Aquella violencia, que causó 1.200 muertes y 600.000 desplazados de las principales tribus, fue organizada desde altas instancias del poder, según la Fiscalía de la Corte Penal Internacional (CPI), que vinculó al actual presidente de Kenia y entonces viceprimer ministro, Uhuru Kenyatta, con estos crímenes de lesa humanidad.

Pero la falta de pruebas para procesar al mandatario -muchos testigos han muerto o desaparecido- obligó archivar el caso el pasado diciembre.

Los lúo de Naivasha se sienten ahora doblemente damnificados ya que, a la pérdida de vidas, se unen las dificultades de vivir en una ciudad donde los mejores empleos se reservan a los kikuyu, han sido desplazados a barriadas aisladas y no pueden pagar la escuela a sus hijos.

Además, muy pocos han recibido la compensación aprobada por el Gobierno para los desplazados por la violencia postelectoral y, cuando les ha llegado, ha sido muy inferior a la de los kikuyu (400.000 chelines, unos 3.900 euros).

“El Gobierno debe velar para que podamos vivir en paz”, reclama Onege Raphael John, presidente de una fundación creada para canalizar demandas de los lúo, entre ellas la de reconocer que son 431 desplazados en Naivasha, el doble de lo admitido por la CPI.

A 50 kilómetros de allí, un anciano pasa la tarde a la sombra de un ultramarinos polvoriento frente la autopista de Naivasha, adormecido por un tráfico ensordecedor.

Joseph Kiny'Anjui Njoroge, de 76 años, llegó en 2008 a este campo de desplazados internos huyendo de Nakuru, donde la violencia se cebó con los kikuyu.

El Gobierno niega que existan estos campos. Asegura que todos fueron cerrados en 2013.

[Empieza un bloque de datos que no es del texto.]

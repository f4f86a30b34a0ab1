pub mod app;

pub use app::{get_json_body, json_request, make_test_app, seed_user};
pub use ws::{WsClient, connect_ws, expect_silence, next_json, send_json, spawn_server};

Aunque pertenece a la misma etnia que el presidente de Kenia, está enfadado con el Gobierno porque todavía no le han indemnizado como desplazado, mientras que la mayoría en su campo ya ha cobrado.

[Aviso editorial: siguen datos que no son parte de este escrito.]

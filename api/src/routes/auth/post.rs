use axum::{Json, extract::State, http::StatusCode, response::IntoResponse};
use db::models::session::Model as SessionModel;
use db::models::user::{Model as UserModel, Role, Status};
use serde::{Deserialize, Serialize};
use util::state::AppState;
use validator::Validate;

use crate::auth::{AuthUser, generate_jwt};
use crate::response::ApiResponse;
use crate::routes::common::format_validation_errors;

#[derive(Debug, Deserialize, Validate)]
pub struct RegisterRequest {
    #[validate(length(min = 1, max = 120, message = "Name is required"))]
    pub name: String,

    #[validate(email(message = "Invalid email format"))]
    pub email: String,

    #[validate(length(min = 8, message = "Password must be at least 8 characters"))]
    pub password: String,
}

#[derive(Debug, Serialize, Default)]
pub struct AuthUserResponse {
    pub id: i64,
    pub name: String,
    pub email: String,
    pub role: String,
    pub status: String,
    pub token: String,
    pub expires_at: String,
    #[serde(skip_serializing_if = "Option::is_none")]
    pub session_id: Option<i64>,
}

impl AuthUserResponse {
    fn new(user: UserModel, token: String, expires_at: String, session_id: Option<i64>) -> Self {
        Self {
            id: user.id,
            name: user.name,
            email: user.email,
            role: user.role.to_string(),
            status: user.status.to_string(),
            token,
            expires_at,
            session_id,
        }
    }
}

/// POST /auth/register
///
/// Register a new account with the default `user` role.
///
/// ### Request Body
/// ```json
/// {
///   "name": "Ada Lovelace",
///   "email": "ada@example.com",
///   "password": "strongpassword"
/// }
/// ```
///
/// ### Responses
/// - `201 Created` with the user payload and a fresh token
/// - `400 Bad Request` (validation failure)
/// - `409 Conflict` (duplicate email)
/// - `500 Internal Server Error`
pub async fn register(
    State(app): State<AppState>,
    Json(req): Json<RegisterRequest>,
) -> impl IntoResponse {
    if let Err(validation_errors) = req.validate() {
        return (
            StatusCode::BAD_REQUEST,
            Json(ApiResponse::<AuthUserResponse>::error(
                format_validation_errors(&validation_errors),
            )),
        );
    }

    let db = app.db();

    match UserModel::find_by_email(db, &req.email).await {
        Ok(Some(_)) => {
            return (
                StatusCode::CONFLICT,
                Json(ApiResponse::<AuthUserResponse>::error(
                    "A user with this email already exists",
                )),
            );
        }
        Ok(None) => {}
        Err(e) => {
            return (
                StatusCode::INTERNAL_SERVER_ERROR,
                Json(ApiResponse::<AuthUserResponse>::error(format!(
                    "Database error: {}",
                    e
                ))),
            );
        }
    }

    match UserModel::create(db, &req.name, &req.email, &req.password, Role::User).await {
        Ok(user) => {
            let (token, expires_at) = generate_jwt(user.id, user.role);
            (
                StatusCode::CREATED,
                Json(ApiResponse::success(
                    AuthUserResponse::new(user, token, expires_at, None),
                    "User registered successfully",
                )),
            )
        }
        Err(e) => (
            StatusCode::INTERNAL_SERVER_ERROR,
            Json(ApiResponse::<AuthUserResponse>::error(format!(
                "Database error: {}",
                e
            ))),
        ),
    }
}

#[derive(Debug, Deserialize)]
pub struct LoginRequest {
    pub email: String,
    pub password: String,
}

/// POST /auth/login
///
/// Authenticate an existing user, open a presence session, and issue a JWT.
///
/// The returned `session_id` identifies the opened session row; the client
/// hands it back to `POST /auth/logout` to close it. Sessions are advisory
/// presence records; an unreturned session simply expires out of the
/// presence window.
///
/// ### Responses
/// - `200 OK` with user payload, token, and `session_id`
/// - `401 Unauthorized` (unknown email or wrong password)
/// - `403 Forbidden` (account is inactive)
/// - `500 Internal Server Error`
pub async fn login(
    State(app): State<AppState>,
    Json(req): Json<LoginRequest>,
) -> impl IntoResponse {
    let db = app.db();

    let user = match UserModel::find_by_email(db, &req.email).await {
        Ok(Some(user)) => user,
        Ok(None) => {
            return (
                StatusCode::UNAUTHORIZED,
                Json(ApiResponse::<AuthUserResponse>::error(
                    "Invalid email or password",
                )),
            );
        }
        Err(e) => {
            return (
                StatusCode::INTERNAL_SERVER_ERROR,
                Json(ApiResponse::<AuthUserResponse>::error(format!(
                    "Database error: {}",
                    e
                ))),
            );
        }
    };

    if !user.verify_password(&req.password) {
        return (
            StatusCode::UNAUTHORIZED,
            Json(ApiResponse::<AuthUserResponse>::error(
                "Invalid email or password",
            )),
        );
    }

    if user.status == Status::Inactive {
        return (
            StatusCode::FORBIDDEN,
            Json(ApiResponse::<AuthUserResponse>::error("Account is inactive")),
        );
    }

    let session = match SessionModel::open(db, user.id).await {
        Ok(session) => session,
        Err(e) => {
            return (
                StatusCode::INTERNAL_SERVER_ERROR,
                Json(ApiResponse::<AuthUserResponse>::error(format!(
                    "Database error: {}",
                    e
                ))),
            );
        }
    };

    let (token, expires_at) = generate_jwt(user.id, user.role);
    (
        StatusCode::OK,
        Json(ApiResponse::success(
            AuthUserResponse::new(user, token, expires_at, Some(session.id)),
            "Logged in successfully",
        )),
    )
}

#[derive(Debug, Deserialize)]
pub struct LogoutRequest {
    pub session_id: i64,
}

/// POST /auth/logout
///
/// Stamps the logout time on the caller's session. Closing a session only
/// affects presence bookkeeping; the bearer token stays valid until expiry.
///
/// ### Responses
/// - `200 OK`
/// - `401 Unauthorized` (missing or invalid token)
/// - `404 Not Found` (no such session for this user)
/// - `500 Internal Server Error`
pub async fn logout(
    State(app): State<AppState>,
    AuthUser(claims): AuthUser,
    Json(req): Json<LogoutRequest>,
) -> impl IntoResponse {
    match SessionModel::close(app.db(), req.session_id, claims.sub).await {
        Ok(Some(_)) => (
            StatusCode::OK,
            Json(ApiResponse::success((), "Logged out successfully")),
        ),
        Ok(None) => (
            StatusCode::NOT_FOUND,
            Json(ApiResponse::<()>::error("Session not found")),
        ),
        Err(e) => (
            StatusCode::INTERNAL_SERVER_ERROR,
            Json(ApiResponse::<()>::error(format!("Database error: {}", e))),
        ),
    }
}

Minutos después de empezar a hablar con Efe, un hombre se acerca a decirle algo en lengua kikuyu; el abuelo interrumpe su relato y pregunta: “¿Venís de la CPI?”.

“El caso de la CPI se ha politizado mucho” en Kenia, donde muchos acusan a este tribunal “occidental” de interferir en la soberanía del país y aplauden la retirada de cargos contra Kenyatta, explica Edigah Kavulavu, de la Coalición Internacional de Juristas (ICJ).

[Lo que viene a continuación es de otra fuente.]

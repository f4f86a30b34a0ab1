use crate::helpers::{get_json_body, make_test_app};
use axum::body::Body;
use axum::http::{Request, StatusCode};
use tower::ServiceExt;

#[tokio::test]
async fn health_endpoint_is_public() {
    let (app, _state) = make_test_app().await;

    let req = Request::builder()
        .method("GET")
        .uri("/api/health")
        .body(Body::empty())
        .unwrap();

    let response = app.oneshot(req).await.unwrap();
    assert_eq!(response.status(), StatusCode::OK);

    let json = get_json_body(response).await;
    assert_eq!(json["success"], true);
    assert_eq!(json["data"], "OK");
}
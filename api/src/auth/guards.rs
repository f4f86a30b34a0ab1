use crate::auth::claims::AuthUser;
use crate::response::ApiResponse;
use axum::{
    Json,
    body::Body,
    extract::FromRequestParts,
    http::{Request, StatusCode},
    middleware::Next,
    response::Response,
};
use db::models::user::Role;

// --- Role Based Access Guards ---

#[derive(serde::Serialize, Default)]
pub struct Empty;

/// Helper to extract and validate the user from the request, then insert the
/// claims back into the request extensions for downstream handlers.
async fn extract_and_insert_authuser(
    mut req: Request<Body>,
) -> Result<(Request<Body>, AuthUser), (StatusCode, Json<ApiResponse<Empty>>)> {
    let (mut parts, body) = req.into_parts();
    let user = AuthUser::from_request_parts(&mut parts, &())
        .await
        .map_err(|_| {
            (
                StatusCode::UNAUTHORIZED,
                Json(ApiResponse::error("Authentication required")),
            )
        })?;

    req = Request::from_parts(parts, body);
    req.extensions_mut().insert(user.clone());
    Ok((req, user))
}

/// Compute the set of roles with privileges greater than or equal to `role`.
///
/// Hierarchy (high -> low): Admin > Manager > User.
/// Allowing a role implicitly allows all roles above it.
fn roles_at_least(role: Role) -> &'static [Role] {
    match role {
        Role::Admin => &[Role::Admin],
        Role::Manager => &[Role::Admin, Role::Manager],
        Role::User => &[Role::Admin, Role::Manager, Role::User],
    }
}

/// Basic guard to ensure the request is authenticated.
pub async fn allow_authenticated(
    req: Request<Body>,
    next: Next,
) -> Result<Response, (StatusCode, Json<ApiResponse<Empty>>)> {
    let (req, _user) = extract_and_insert_authuser(req).await?;

    Ok(next.run(req).await)
}

/// Admin-only guard.
pub async fn allow_admin(
    req: Request<Body>,
    next: Next,
) -> Result<Response, (StatusCode, Json<ApiResponse<Empty>>)> {
    let (req, user) = extract_and_insert_authuser(req).await?;

    if !roles_at_least(Role::Admin).contains(&user.0.role) {
        return Err((
            StatusCode::FORBIDDEN,
            Json(ApiResponse::error("Admin access required")),
        ));
    }

    Ok(next.run(req).await)
}

/// Guard for allowing Manager and higher (Manager, Admin).
pub async fn allow_manager(
    req: Request<Body>,
    next: Next,
) -> Result<Response, (StatusCode, Json<ApiResponse<Empty>>)> {
    let (req, user) = extract_and_insert_authuser(req).await?;

    if !roles_at_least(Role::Manager).contains(&user.0.role) {
        return Err((
            StatusCode::FORBIDDEN,
            Json(ApiResponse::error("Manager (or higher) access required")),
        ));
    }

    Ok(next.run(req).await)
}

/// Role check for handlers that gate a single method rather than a whole
/// route group.
pub fn has_role_at_least(user: &AuthUser, role: Role) -> bool {
    roles_at_least(role).contains(&user.0.role)
}
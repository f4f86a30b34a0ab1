use sea_orm_migration::prelude::*;

pub struct Migration;

impl MigrationName for Migration {
    fn name(&self) -> &str {
        "m202607290003_create_activity_logs"
    }
}

#[async_trait::async_trait]
impl MigrationTrait for Migration {
    async fn up(&self, manager: &SchemaManager) -> Result<(), DbErr> {
        manager
            .create_table(
                Table::create()
                    .table(Alias::new("activity_logs"))
                    .if_not_exists()
                    .col(
                        ColumnDef::new(Alias::new("id"))
                            .big_integer()
                            .not_null()
                            .auto_increment()
                            .primary_key(),
                    )
                    .col(
                        ColumnDef::new(Alias::new("user_id"))
                            .big_integer()
                            .not_null(),
                    )
                    .col(ColumnDef::new(Alias::new("action")).string().not_null())
                    .col(
                        ColumnDef::new(Alias::new("timestamp"))
                            .timestamp()
                            .not_null()
                            .default(Expr::cust("CURRENT_TIMESTAMP")),
                    )
                    .foreign_key(
                        ForeignKey::create()
                            .from(Alias::new("activity_logs"), Alias::new("user_id"))
                            .to(Alias::new("users"), Alias::new("id"))
                            .on_delete(ForeignKeyAction::Cascade),
                    )
                    .to_owned(),
            )
            .await?;

        manager
            .create_index(
                Index::create()
                    .name("idx_activity_logs_user_id")
                    .table(Alias::new("activity_logs"))
                    .col(Alias::new("user_id"))
                    .to_owned(),
            )
            .await?;

        manager
            .create_index(
                Index::create()
                    .name("idx_activity_logs_timestamp")
                    .table(Alias::new("activity_logs"))
                    .col(Alias::new("timestamp"))
                    .to_owned(),
            )
            .await
    }

    async fn down(&self, manager: &SchemaManager) -> Result<(), DbErr> {
        manager
            .drop_table(Table::drop().table(Alias::new("activity_logs")).to_owned())
            .await
    }
}
use axum::{Router, body::Body, http::Request, response::Response};
use db::models::user::{Model as UserModel, Role};
use db::test_utils::setup_test_db;
use sea_orm::DatabaseConnection;
use serde_json::Value;
use util::{AppConfig, state::AppState, ws::PresenceHub};

/// Builds a fresh app router backed by an isolated in-memory database.
///
/// The returned `AppState` shares the database and hub with the router, so
/// tests can seed rows and inspect registry state directly.
pub async fn make_test_app() -> (Router, AppState) {
    AppConfig::set_jwt_secret("test-secret-key");

    let db = setup_test_db().await;
    let app_state = AppState::new(db, PresenceHub::new());

    let router = Router::new()
        .nest("/api", api::routes::routes())
        .nest("/ws", api::ws::ws_routes())
        .with_state(app_state.clone());

    (router, app_state)
}

/// Inserts a user and returns it together with a valid bearer token.
pub async fn seed_user(
    db: &DatabaseConnection,
    name: &str,
    email: &str,
    role: Role,
) -> (UserModel, String) {
    let user = UserModel::create(db, name, email, "password123", role)
        .await
        .expect("Failed to seed user");
    let (token, _) = api::auth::generate_jwt(user.id, user.role);
    (user, token)
}

/// Builds a JSON request with an optional bearer token.
pub fn json_request(method: &str, uri: &str, token: Option<&str>, body: Value) -> Request<Body> {
    let mut builder = Request::builder()
        .method(method)
        .uri(uri)
        .header("Content-Type", "application/json");

    if let Some(token) = token {
        builder = builder.header("Authorization", format!("Bearer {}", token));
    }

    builder.body(Body::from(body.to_string())).unwrap()
}

pub async fn get_json_body(response: Response) -> Value {
    let body = axum::body::to_bytes(response.into_body(), usize::MAX)
        .await
        .unwrap();
    serde_json::from_slice(&body).unwrap()
}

Ante las dificultades de que se reabra el caso, “es importante que Kenyatta diga cómo y cuándo recibirán justicia las víctimas”, dice su representante ante La Haya, Fergal Gaynor.

“Es una tragedia que quienes participaron en los crímenes sigan viviendo en una impunidad total”, declara Gaynor a Efe.

“Las historias de las víctimas no se contarán si Kenyatta no es juzgado”, añade Kavulavu.

Una de esas historias es la del anciano que no quiso ser entrevistado. Un responsable de los campos de desplazados le había prometido que pronto cobraría los 400.000 chelines si no hablaba con “blancos”. Y prefirió ahogar sus palabras en la autopista, el único estruendo que rompe el silencio en el Valle del Rift.